On July 14, Perdue, America’s leading producer of organic chicken and the fourth largest poultry company, endorsed the new, stricter USDA organic proposal to establish more indoor and outdoor space for broiler chickens, ensure outdoor access includes contact with soil (not just concrete) and require husbandry practices that promote natural behavior. The new standards are called “Commitments to Animal Care: 2016 and Beyond.”

“That’s a very important action they took,” says Josh Balk, senior food policy director for Humane Society. “When you look at organic standards, virtually every major agri-business has come out against it.”

This latest announcement comes right on the heels of what HSUS has dubbed a “precedent-setting” animal welfare policy from poultry company. The animal protection organization worked with Perdue to set new animal welfare reforms, which includes converting slaughterhouses from shackling live animals to less cruel Controlled Atmosphere Stunning, installing windows into chicken houses and adding enrichments (i.e. perches and hay). Furthermore, the company claims it will study new space criteria and test slower-growing birds, rather than the incredibly large-breasted franken-chickens that are commonplace, today.

The Humane Society of the United States is calling it a major success, but other animal welfare groups are skeptical that the praise is coming too soon and that the announcements will only confuse consumers.

So, what do these announcements really mean? Let’s break it down.

Slaughter Methods

Start with the slaughter method: the most important aspect of its new policy. The current live shackling process is stressful and often incredibly painful for the animals. Chicken are trucked off from factory farms to industrial ‘processing facilities,’ dumped onto conveyor belts, their legs shackled by workers, all while fully conscious. They’re dunked into an electrocution bath, intended to render them unconscious, so they won’t move when they reach the neck-slicer. From there, they’re scalded in another bath, then defeathered. It’s an incredibly fast process. So, some chickens are not knocked out by the first bath, meaning they’re necks can be sliced while fully alert. If a bird misses the blade, it’s scalded to death — like a really bad night terror.

Controlled Atmosphere Stunning (CAS), Perdue’s new chosen slaughter method, has been recognized by scientists and advocates as a more humane process. An entire cage is put into a metal chamber. Carbon dioxide is introduced at different stages to gently knock out the chickens.

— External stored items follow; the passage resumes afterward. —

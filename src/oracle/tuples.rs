//! Exchange rate tuple parsing.
//!
//! A vote reveals its prices as a single string of decimal coins,
//! `<rate><denom>` joined by commas, e.g. `1.02BTC,3000.5ETH`. The string is
//! hashed verbatim, so the parser never rewrites it; the canonical form is
//! only used when a node prints tuples back.

use serde::{Deserialize, Serialize};
use std::collections::BTreeSet;
use std::fmt;

use crate::error::{Error, Result};
use crate::utils::constants::{DECIMAL_PRECISION, MAX_EXCHANGE_RATES_LENGTH};
use crate::utils::math::Dec;
use crate::utils::validation::{validate_denom, validate_rate_bits};

/// One `(denom, rate)` pair of a vote
#[derive(Debug, Clone, PartialEq, Eq, Serialize, Deserialize)]
pub struct ExchangeRateTuple {
    /// Asset symbol
    pub denom: String,
    /// Price in the reference asset
    pub exchange_rate: Dec,
}

impl ExchangeRateTuple {
    /// Create a new tuple
    pub fn new(denom: impl Into<String>, exchange_rate: Dec) -> Self {
        Self {
            denom: denom.into(),
            exchange_rate,
        }
    }
}

impl fmt::Display for ExchangeRateTuple {
    fn fmt(&self, f: &mut fmt::Formatter<'_>) -> fmt::Result {
        write!(f, "{}{}", self.exchange_rate, self.denom)
    }
}

/// Ordered list of tuples, in submission order
#[derive(Debug, Clone, Default, PartialEq, Eq, Serialize, Deserialize)]
pub struct ExchangeRateTuples(Vec<ExchangeRateTuple>);

impl ExchangeRateTuples {
    /// Wrap already-validated tuples
    pub fn new(tuples: Vec<ExchangeRateTuple>) -> Self {
        Self(tuples)
    }

    /// Iterate in submission order
    pub fn iter(&self) -> impl Iterator<Item = &ExchangeRateTuple> {
        self.0.iter()
    }

    /// Rate for a denom, if present
    pub fn rate_of(&self, denom: &str) -> Option<&Dec> {
        self.0
            .iter()
            .find(|t| t.denom == denom)
            .map(|t| &t.exchange_rate)
    }

    /// Number of tuples
    pub fn len(&self) -> usize {
        self.0.len()
    }

    /// Check if empty
    pub fn is_empty(&self) -> bool {
        self.0.is_empty()
    }
}

impl fmt::Display for ExchangeRateTuples {
    fn fmt(&self, f: &mut fmt::Formatter<'_>) -> fmt::Result {
        for (i, tuple) in self.0.iter().enumerate() {
            if i > 0 {
                f.write_str(",")?;
            }
            write!(f, "{}", tuple)?;
        }
        Ok(())
    }
}

impl<'a> IntoIterator for &'a ExchangeRateTuples {
    type Item = &'a ExchangeRateTuple;
    type IntoIter = std::slice::Iter<'a, ExchangeRateTuple>;

    fn into_iter(self) -> Self::IntoIter {
        self.0.iter()
    }
}

// ═══════════════════════════════════════════════════════════════════════════════
// PARSING
// ═══════════════════════════════════════════════════════════════════════════════

/// Parse and bound-check an exchange rates string.
///
/// Checks, in order: overall length, per-item syntax, the rate bit-length
/// guard, then duplicate denoms.
pub fn parse_exchange_rate_tuples(s: &str) -> Result<ExchangeRateTuples> {
    if s.is_empty() {
        return Err(Error::EmptyVoteRejected);
    }
    if s.len() > MAX_EXCHANGE_RATES_LENGTH {
        return Err(Error::OversizedVoteRejected {
            len: s.len(),
            max: MAX_EXCHANGE_RATES_LENGTH,
        });
    }

    let mut tuples = Vec::new();
    let mut seen = BTreeSet::new();

    for item in s.split(',') {
        let tuple = parse_tuple(item)?;
        validate_rate_bits(&tuple.denom, &tuple.exchange_rate)?;
        if !seen.insert(tuple.denom.clone()) {
            return Err(Error::DuplicateDenomInVote(tuple.denom));
        }
        tuples.push(tuple);
    }

    Ok(ExchangeRateTuples(tuples))
}

fn parse_tuple(item: &str) -> Result<ExchangeRateTuple> {
    let malformed = |reason: &str| Error::MalformedRateTuple {
        tuple: item.to_string(),
        reason: reason.to_string(),
    };

    let trimmed = item.trim();
    if trimmed.is_empty() {
        return Err(malformed("empty item"));
    }

    let split = trimmed
        .find(|c: char| c.is_ascii_alphabetic())
        .ok_or_else(|| malformed("missing denom"))?;
    let (amount, denom) = trimmed.split_at(split);
    let amount = amount.trim_end();

    if amount.is_empty() {
        return Err(malformed("missing exchange rate"));
    }
    if !amount.bytes().all(|b| b.is_ascii_digit() || b == b'.') {
        return Err(malformed("exchange rate must be an unsigned decimal"));
    }
    if amount.ends_with('.') || amount.matches('.').count() > 1 {
        return Err(malformed("invalid decimal point"));
    }
    if let Some((_, frac)) = amount.split_once('.') {
        if frac.len() > DECIMAL_PRECISION as usize {
            return Err(malformed("too many decimal places"));
        }
    }

    validate_denom(denom).map_err(|e| malformed(&e.to_string()))?;

    let exchange_rate: Dec = amount.parse().map_err(|e: Error| malformed(&e.to_string()))?;

    Ok(ExchangeRateTuple::new(denom, exchange_rate))
}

The rest of the process is the same, but the birds are unconscious. “That’s the key,” says Balk. “It’s a major improvement.”

One of Perdue’s 11 slaughterhouses uses CAS. The goal is to have the next CAS facility up and running by the end of 2017.

Living Conditions: Better Sheds

During the course of the birds’ six-week lives, they spend all their time in barren sheds lit by fluorescent for 20-hours a day. Because of the bright lights, the birds have trouble sleeping, which negatively affects their already stressed out immune systems. (Industry standard is two hours of darkness per day.)

They have no access to natural sunlight, they cannot get away from the flock, they have no means to occupy themselves and, as they grow, the ‘broilers’ get less and less space, making it difficult for their big breasted bodies to move.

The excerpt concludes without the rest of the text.